Yes or No to Amazon Go?

So Amazon announced the concept for their new physical grocery stores which are expected to open up early next year. They are supposedly using their machine-learning technology to help differentiate themselves from other supermarkets:


Shoppers will use an app, also called Amazon Go, to automatically add the products they plan to buy to a digital shopping cart; they can then walk out of the building without waiting in a checkout line.
The stores will sell ready-made food, staples like bread and milk, and other grocery products. Amazon says its stores are about 1,800 square feet, so they are relatively small compared with big supermarkets.

A checkout-free grocery store sounds pretty cool, but there seems to be some room for error. I wonder how they'll combat things like theft, glitches, peoples phones dying, etc. I'll definitely have to try it out though once there's one near me. What are your guys first impressions on Amazon Go?

 

Amazon's machine learning systems are pretty sophisticated, I wouldn't underestimate them. I would say that their system probably will minimize theft vs traditional supermarkets. It's a fantastic application of computer vision. Amazon has the $$ to work out these glitches though as they have always done. That's why this would be such a difficult space for even the best AI startup to break into. Need the money for brick and mortar as well as the underlying technology. To me though this should be a pure licensing play. They should just license the technology to companies like walmart and have them beta test it in stores.

At the same time though, it does seem like a strange investment given that Amazon's long term strategy is to deliver everything to your doorstep.
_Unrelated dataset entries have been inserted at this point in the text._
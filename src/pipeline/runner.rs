//! Pipeline entry point.
//!
//! [`TilePipeline`] ties the stages together:
//!
//! 1. load the mask and plan the grid on the calling thread
//! 2. spawn the worker pool, each worker with its own slide and store handles
//! 3. stream accepted coordinates into the queue, then close it
//! 4. join every worker and assemble the output
//!
//! Any worker failure fails the whole call, but only after every worker has
//! been joined so no thread outlives the call.

use std::any::Any;
use std::path::{Path, PathBuf};
use std::sync::atomic::{AtomicBool, Ordering};
use std::sync::Arc;
use std::thread::{self, JoinHandle};

use ndarray::Array3;
use serde::Serialize;
use tracing::{info, warn};

use crate::error::{PipelineError, SlideError, WorkerError};
use crate::grid::{GridPlan, GridPlanner, MaskFilter};
use crate::mask::{load_mask, Mask};
use crate::slide::{SlideReader, SlideSource};
use crate::store::OutputStore;

use super::assembler::{OutputAssembler, OutputTransform};
use super::observer::{PipelineEvent, PipelineObserver, TracingObserver};
use super::processor::TileProcessor;
use super::queue::WorkQueue;
use super::worker::{ReadSettings, TileWorker};

/// Default tile edge length in pixels.
pub const DEFAULT_TILE_SIZE: u32 = 256;

/// Default number of workers.
pub const DEFAULT_WORKERS: usize = 8;

/// Queue slots per worker when the capacity is derived from the worker count.
const QUEUE_SLOTS_PER_WORKER: usize = 4;

// =============================================================================
// Parameters
// =============================================================================

/// Tiling and dispatch parameters.
#[derive(Debug, Clone, PartialEq, Serialize)]
pub struct TilingParams {
    /// Tile edge length in output pixels
    pub tile_size: u32,

    /// Magnification the tiles are read at
    pub tile_magnification: f64,

    /// Spacing between tile origins
    pub stride: u32,

    /// Global downsample applied to the slide
    pub downsample: f64,

    /// Resample from level 0 instead of the best pyramid level
    pub downsample_level_0: bool,

    /// Magnification of the coverage mask
    pub mask_magnification: f64,

    /// A tile is processed when its mask coverage is strictly above this
    pub mask_ratio: f32,

    pub n_workers: usize,

    /// Crop grid-alignment padding from the result
    pub unpad: bool,

    /// Pending queue items; `None` for an unbounded queue
    pub queue_capacity: Option<usize>,

    /// Scale tile pixels to `[0, 1]` before processing
    pub normalize: bool,
}
//! Error handling tests.
//!
//! Each pipeline stage reports its own error variant: mask loading, grid
//! geometry, slide access, worker failures and worker panics.

use std::sync::Arc;

use image::{Rgb, RgbImage};
use tempfile::TempDir;

use wsi_tiler::error::{
    GeometryError, MaskError, PipelineError, ProcessError, SlideError, WorkerError,
};
use wsi_tiler::grid::TileCoordinate;
use wsi_tiler::pipeline::{
    CountingObserver, FnProcessor, IdentityProcessor, OutputKind, TileOutput, TilePipeline,
};
use wsi_tiler::slide::ImageFileSource;
use wsi_tiler::store::MemoryStore;

use super::test_utils::{
    test_params, write_mask, FailAtProcessor, MisdeclaredProcessor, PanickingProcessor,
    SharedSlideSource,
};

#[test]
fn test_worker_failure_surfaces() {
    let dir = TempDir::new().unwrap();
    let mask_path = write_mask(dir.path(), 32, 32, 255);
    let observer = Arc::new(CountingObserver::new());

    let pipeline = TilePipeline::new(
        SharedSlideSource::new(512, 512),
        MemoryStore::new([512, 512, 3]),
        FailAtProcessor {
            fail_at: TileCoordinate::new(256, 0),
        },
        test_params(256, 16, 2),
    )
    .with_observer(observer.clone());

    match pipeline.run("slide.png", &mask_path) {
        Err(PipelineError::Worker {
            source: WorkerError::Process { coord, source },
            failed_workers,
            ..
        }) => {
            assert_eq!(coord, TileCoordinate::new(256, 0));
            assert!(source.message.contains("refusing"));
            assert_eq!(failed_workers, 1);
        }
        other => panic!("Expected worker process error, got {:?}", other),
    }
    assert_eq!(observer.workers_failed(), 1);
}

#[test]
fn test_every_worker_failing_does_not_deadlock() {
    let dir = TempDir::new().unwrap();
    let mask_path = write_mask(dir.path(), 64, 64, 255);

    let processor = FnProcessor::new(
        OutputKind::Spatial { channels: 3 },
        |_tile, _coord: TileCoordinate| Err(ProcessError::new("always fails")),
    );
    let mut params = test_params(64, 16, 1);
    params.queue_capacity = Some(1);
    let pipeline = TilePipeline::new(
        SharedSlideSource::new(1024, 1024),
        MemoryStore::new([1024, 1024, 3]),
        processor,
        params,
    );

    match pipeline.run("slide.png", &mask_path) {
        Err(PipelineError::Worker {
            worker_id,
            failed_workers,
            ..
        }) => {
            assert_eq!(worker_id, 0);
            assert_eq!(failed_workers, 1);
        }
        other => panic!("Expected worker error, got {:?}", other),
    }
}

#[test]
fn test_kind_mismatch_is_worker_fatal() {
    let dir = TempDir::new().unwrap();
    let mask_path = write_mask(dir.path(), 32, 32, 255);

    let pipeline = TilePipeline::new(
        SharedSlideSource::new(512, 512),
        MemoryStore::new([512, 512, 1]),
        MisdeclaredProcessor,
        test_params(256, 16, 2),
    );

    let result = pipeline.run("slide.png", &mask_path);
    assert!(matches!(
        result,
        Err(PipelineError::Worker {
            source: WorkerError::KindMismatch {
                expected: "spatial",
                actual: "cell",
                ..
            },
            ..
        })
    ));
}

#[test]
fn test_shape_mismatch_is_worker_fatal() {
    let dir = TempDir::new().unwrap();
    let mask_path = write_mask(dir.path(), 32, 32, 255);

    // Declares 3 features but returns 2
    let processor = FnProcessor::new(
        OutputKind::Cell { features: 3 },
        |_tile, _coord: TileCoordinate| Ok(TileOutput::Cell(ndarray::Array1::zeros(2))),
    );
    let pipeline = TilePipeline::new(
        SharedSlideSource::new(512, 512),
        MemoryStore::new([2, 2, 3]),
        processor,
        test_params(256, 16, 2),
    );

    assert!(matches!(
        pipeline.run("slide.png", &mask_path),
        Err(PipelineError::Worker {
            source: WorkerError::ShapeMismatch { .. },
            ..
        })
    ));
}

#[test]
fn test_worker_panic_is_reported() {
    let dir = TempDir::new().unwrap();
    let mask_path = write_mask(dir.path(), 32, 32, 255);

    let pipeline = TilePipeline::new(
        SharedSlideSource::new(512, 512),
        MemoryStore::new([2, 2, 1]),
        PanickingProcessor,
        test_params(256, 16, 2),
    );

    match pipeline.run("slide.png", &mask_path) {
        Err(PipelineError::WorkerPanicked { message, .. }) => {
            assert!(message.contains("processor blew up"));
        }
        other => panic!("Expected worker panic, got {:?}", other),
    }
}

#[test]
fn test_missing_mask() {
    let dir = TempDir::new().unwrap();

    let pipeline = TilePipeline::new(
        SharedSlideSource::new(512, 512),
        MemoryStore::new([512, 512, 3]),
        IdentityProcessor,
        test_params(256, 16, 2),
    );

    let result = pipeline.run("slide.png", dir.path().join("missing_mask.png"));
    assert!(matches!(
        result,
        Err(PipelineError::MaskLoad(MaskError::NotFound { .. }))
    ));
}

#[test]
fn test_rgb_mask_rejected() {
    let dir = TempDir::new().unwrap();
    let mask_path = dir.path().join("rgb_mask.png");
    RgbImage::from_pixel(32, 32, Rgb([255, 255, 255]))
        .save(&mask_path)
        .unwrap();

    let pipeline = TilePipeline::new(
        SharedSlideSource::new(512, 512),
        MemoryStore::new([512, 512, 3]),
        IdentityProcessor,
        test_params(256, 16, 2),
    );

    assert!(matches!(
        pipeline.run("slide.png", &mask_path),
        Err(PipelineError::MaskLoad(MaskError::NotSingleChannel { .. }))
    ));
}

#[test]
fn test_missing_slide() {
    let dir = TempDir::new().unwrap();
    let mask_path = write_mask(dir.path(), 32, 32, 255);

    let pipeline = TilePipeline::new(
        ImageFileSource,
        MemoryStore::new([512, 512, 3]),
        IdentityProcessor,
        test_params(256, 16, 2),
    );

    assert!(matches!(
        pipeline.run(dir.path().join("missing_slide.png"), &mask_path),
        Err(PipelineError::Slide(SlideError::NotFound(_)))
    ));
}

#[test]
fn test_tile_smaller_than_mask_pixel() {
    let dir = TempDir::new().unwrap();
    let mask_path = write_mask(dir.path(), 32, 32, 255);

    let pipeline = TilePipeline::new(
        SharedSlideSource::new(512, 512),
        MemoryStore::new([512, 512, 3]),
        IdentityProcessor,
        test_params(8, 16, 2),
    );

    assert!(matches!(
        pipeline.run("slide.png", &mask_path),
        Err(PipelineError::Geometry(
            GeometryError::TileSmallerThanMaskPixel { .. }
        ))
    ));
}

#[test]
fn test_store_shape_mismatch() {
    let dir = TempDir::new().unwrap();
    let mask_path = write_mask(dir.path(), 32, 32, 255);

    let pipeline = TilePipeline::new(
        SharedSlideSource::new(512, 512),
        MemoryStore::new([512, 512, 1]),
        IdentityProcessor,
        test_params(256, 16, 2),
    );

    match pipeline.run("slide.png", &mask_path) {
        Err(PipelineError::StoreShape { expected, actual }) => {
            assert_eq!(expected, [512, 512, 3]);
            assert_eq!(actual, [512, 512, 1]);
        }
        other => panic!("Expected store shape error, got {:?}", other),
    }
}

#[test]
fn test_zero_workers_rejected() {
    let dir = TempDir::new().unwrap();
    let mask_path = write_mask(dir.path(), 32, 32, 255);

    let mut params = test_params(256, 16, 1);
    params.n_workers = 0;
    let pipeline = TilePipeline::new(
        SharedSlideSource::new(512, 512),
        MemoryStore::new([512, 512, 3]),
        IdentityProcessor,
        params,
    );

    assert!(matches!(
        pipeline.run("slide.png", &mask_path),
        Err(PipelineError::InvalidParams(_))
    ));
}
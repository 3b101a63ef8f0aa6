//! Tile processing functions.
//!
//! A [`TileProcessor`] turns one tile into either a spatial result (written
//! back at the tile's pixel position) or a per-tile cell (a scalar or feature
//! vector written into a coarse grid with one entry per tile).
//!
//! The processor declares which of the two it produces via
//! [`TileProcessor::output_kind`]; workers check every result against that
//! declaration instead of guessing from its shape.

use std::fmt;

use ndarray::{Array1, Array3, Axis};

use crate::error::ProcessError;
use crate::grid::TileCoordinate;
use crate::slide::Tile;

// =============================================================================
// Output Kind
// =============================================================================

/// Declared shape contract of a processor's results.
#[derive(Debug, Clone, Copy, PartialEq, Eq)]
pub enum OutputKind {
    /// `(tile_size, tile_size, channels)` arrays written at the tile position
    Spatial { channels: usize },

    /// `features` values written into one cell per tile
    Cell { features: usize },
}

impl OutputKind {
    /// Number of values stored per output element.
    pub fn channels(&self) -> usize {
        match *self {
            OutputKind::Spatial { channels } => channels,
            OutputKind::Cell { features } => features,
        }
    }

    pub fn name(&self) -> &'static str {
        match self {
            OutputKind::Spatial { .. } => "spatial",
            OutputKind::Cell { .. } => "cell",
        }
    }
}

impl fmt::Display for OutputKind {
    fn fmt(&self, f: &mut fmt::Formatter<'_>) -> fmt::Result {
        write!(f, "{} ({} channels)", self.name(), self.channels())
    }
}

// =============================================================================
// Tile Output
// =============================================================================

/// Result of processing one tile.
#[derive(Debug, Clone, PartialEq)]
pub enum TileOutput {
    /// Spatial result shaped `(height, width, channels)`
    Spatial(Array3<f32>),

    /// Scalar or feature vector for the whole tile
    Cell(Array1<f32>),
}

impl TileOutput {
    /// A single scalar per tile.
    pub fn scalar(value: f32) -> Self {
        TileOutput::Cell(Array1::from_elem(1, value))
    }

    pub fn kind_name(&self) -> &'static str {
        match self {
            TileOutput::Spatial(_) => "spatial",
            TileOutput::Cell(_) => "cell",
        }
    }

    pub fn shape(&self) -> Vec<usize> {
        match self {
            TileOutput::Spatial(array) => array.shape().to_vec(),
            TileOutput::Cell(array) => array.shape().to_vec(),
        }
    }
}

// =============================================================================
// TileProcessor Trait
// =============================================================================

/// Per-tile processing function.
///
/// Processors are shared by every worker, so they must be `Send + Sync`.
/// Extra arguments are whatever state the processor carries.
pub trait TileProcessor: Send + Sync {
    /// Shape contract of the results.
    fn output_kind(&self) -> OutputKind;

    /// Process one tile read at `coord`.
    fn process(&self, tile: Tile, coord: TileCoordinate) -> Result<TileOutput, ProcessError>;
}

/// Adapts a closure into a [`TileProcessor`] with a declared output kind.
///
/// # Example
///
/// ```
/// use wsi_tiler::pipeline::{FnProcessor, OutputKind, TileOutput};
///
/// let threshold = 200.0;
/// let processor = FnProcessor::new(OutputKind::Cell { features: 1 }, move |tile, _coord| {
///     let bright = tile.iter().filter(|&&v| v > threshold).count() as f32;
///     Ok(TileOutput::scalar(bright / tile.len() as f32))
/// });
/// ```
pub struct FnProcessor<F> {
    kind: OutputKind,
    func: F,
}

impl<F> FnProcessor<F>
where
    F: Fn(Tile, TileCoordinate) -> Result<TileOutput, ProcessError> + Send + Sync,
{
    pub fn new(kind: OutputKind, func: F) -> Self {
        Self { kind, func }
    }
}

impl<F> TileProcessor for FnProcessor<F>
where
    F: Fn(Tile, TileCoordinate) -> Result<TileOutput, ProcessError> + Send + Sync,
{
    fn output_kind(&self) -> OutputKind {
        self.kind
    }

    fn process(&self, tile: Tile, coord: TileCoordinate) -> Result<TileOutput, ProcessError> {
        (self.func)(tile, coord)
    }
}

// =============================================================================
// Built-in Processors
// =============================================================================

/// Passes RGB pixels through unchanged.
#[derive(Debug, Clone, Copy, Default)]
pub struct IdentityProcessor;

impl TileProcessor for IdentityProcessor {
    fn output_kind(&self) -> OutputKind {
        OutputKind::Spatial { channels: 3 }
    }

    fn process(&self, tile: Tile, _coord: TileCoordinate) -> Result<TileOutput, ProcessError> {
        Ok(TileOutput::Spatial(tile))
    }
}

/// Converts RGB pixels to single-channel luma (ITU-R BT.601 weights).
#[derive(Debug, Clone, Copy, Default)]
pub struct GrayscaleProcessor;

impl TileProcessor for GrayscaleProcessor {
    fn output_kind(&self) -> OutputKind {
        OutputKind::Spatial { channels: 1 }
    }

    fn process(&self, tile: Tile, _coord: TileCoordinate) -> Result<TileOutput, ProcessError> {
        if tile.len_of(Axis(2)) < 3 {
            return Err(ProcessError::new(format!(
                "grayscale needs 3 channels, tile has {}",
                tile.len_of(Axis(2))
            )));
        }
        let (height, width, _) = tile.dim();
        let gray = Array3::from_shape_fn((height, width, 1), |(row, col, _)| {
            0.299 * tile[[row, col, 0]] + 0.587 * tile[[row, col, 1]] + 0.114 * tile[[row, col, 2]]
        });
        Ok(TileOutput::Spatial(gray))
    }
}

/// Mean value of each channel over the whole tile.
#[derive(Debug, Clone, Copy, Default)]
pub struct MeanIntensityProcessor;

impl TileProcessor for MeanIntensityProcessor {
    fn output_kind(&self) -> OutputKind {
        OutputKind::Cell { features: 3 }
    }

    fn process(&self, tile: Tile, _coord: TileCoordinate) -> Result<TileOutput, ProcessError> {
        let means = tile
            .mean_axis(Axis(0))
            .and_then(|rows| rows.mean_axis(Axis(0)))
            .ok_or_else(|| ProcessError::new("empty tile"))?;
        Ok(TileOutput::Cell(means))
    }
}

// =============================================================================
// Tests
// =============================================================================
Perhaps their analysts believe that people will always want to go into actual supermarkets sometimes, which I could be convinced of.

This is the kind of machine learning system that is quite difficult to alpha test. That's why they need the stores to be pretty small so that they can train these systems to be able to deal with things like theft and other glitches. Once they have resolved a lot of those problems, I imagine they will start licensing the tech to brick and mortar retailers that have larger stores.

Overall, I think the technology is viable, Amazon has the $ to beta test the stores to resolve the vast majority of potential problems, and that big players like walmart and costco will be very interested in licensing Amazon's technology in the future.

 

Amazon won't have to rely solely on third party shipping if they have retail locations. At that point they can ship direct from Amazon warehouses to stores on Amazon trucks, local deliveries can be done through Amazon couriers like Amazon Now. If successful each location can begin serving as a fulfillment center and a retail store.

Then again these are the guys that made the Amazon Fire smartphone...

 

if the technology was really all that great they'd just apply a brain scanner to see what I was going to buy and then ship it to me.

amateurs.

but yeah, this will be a good initiative, I've never invested in AMZN and probably never will, but one thing about Bezos is his commitment to reinvestment in his business and his willingness to innovate.

 

Bad move imo. With things such as Google Express, the future of grocery shopping is moving towards allowing others to shop for you and bring it straight to your doorstep. Consumers like this because they won't physically have to go to the store and it makes life much easier for them. By opening physical stores is a step backward for Amazon.

The future of shopping will be companies shopping for consumers and delivering the groceries to their houses for a minimal premium. This is not innovation at all.

 
Best Response

I have mixed feelings about this. At the end of the day, this is still a grocery store. A business that has historically had crappy economics. Could this make that business marginally better? Yes. Is it a potentially high return area to invest capital? I would think no, but I would also think that Amazon is thinking several steps ahead rather than just one or two. So maybe I am missing the broader goal. Is this really that big of a step forward? I don't think so. Like I said, I think it's marginally better.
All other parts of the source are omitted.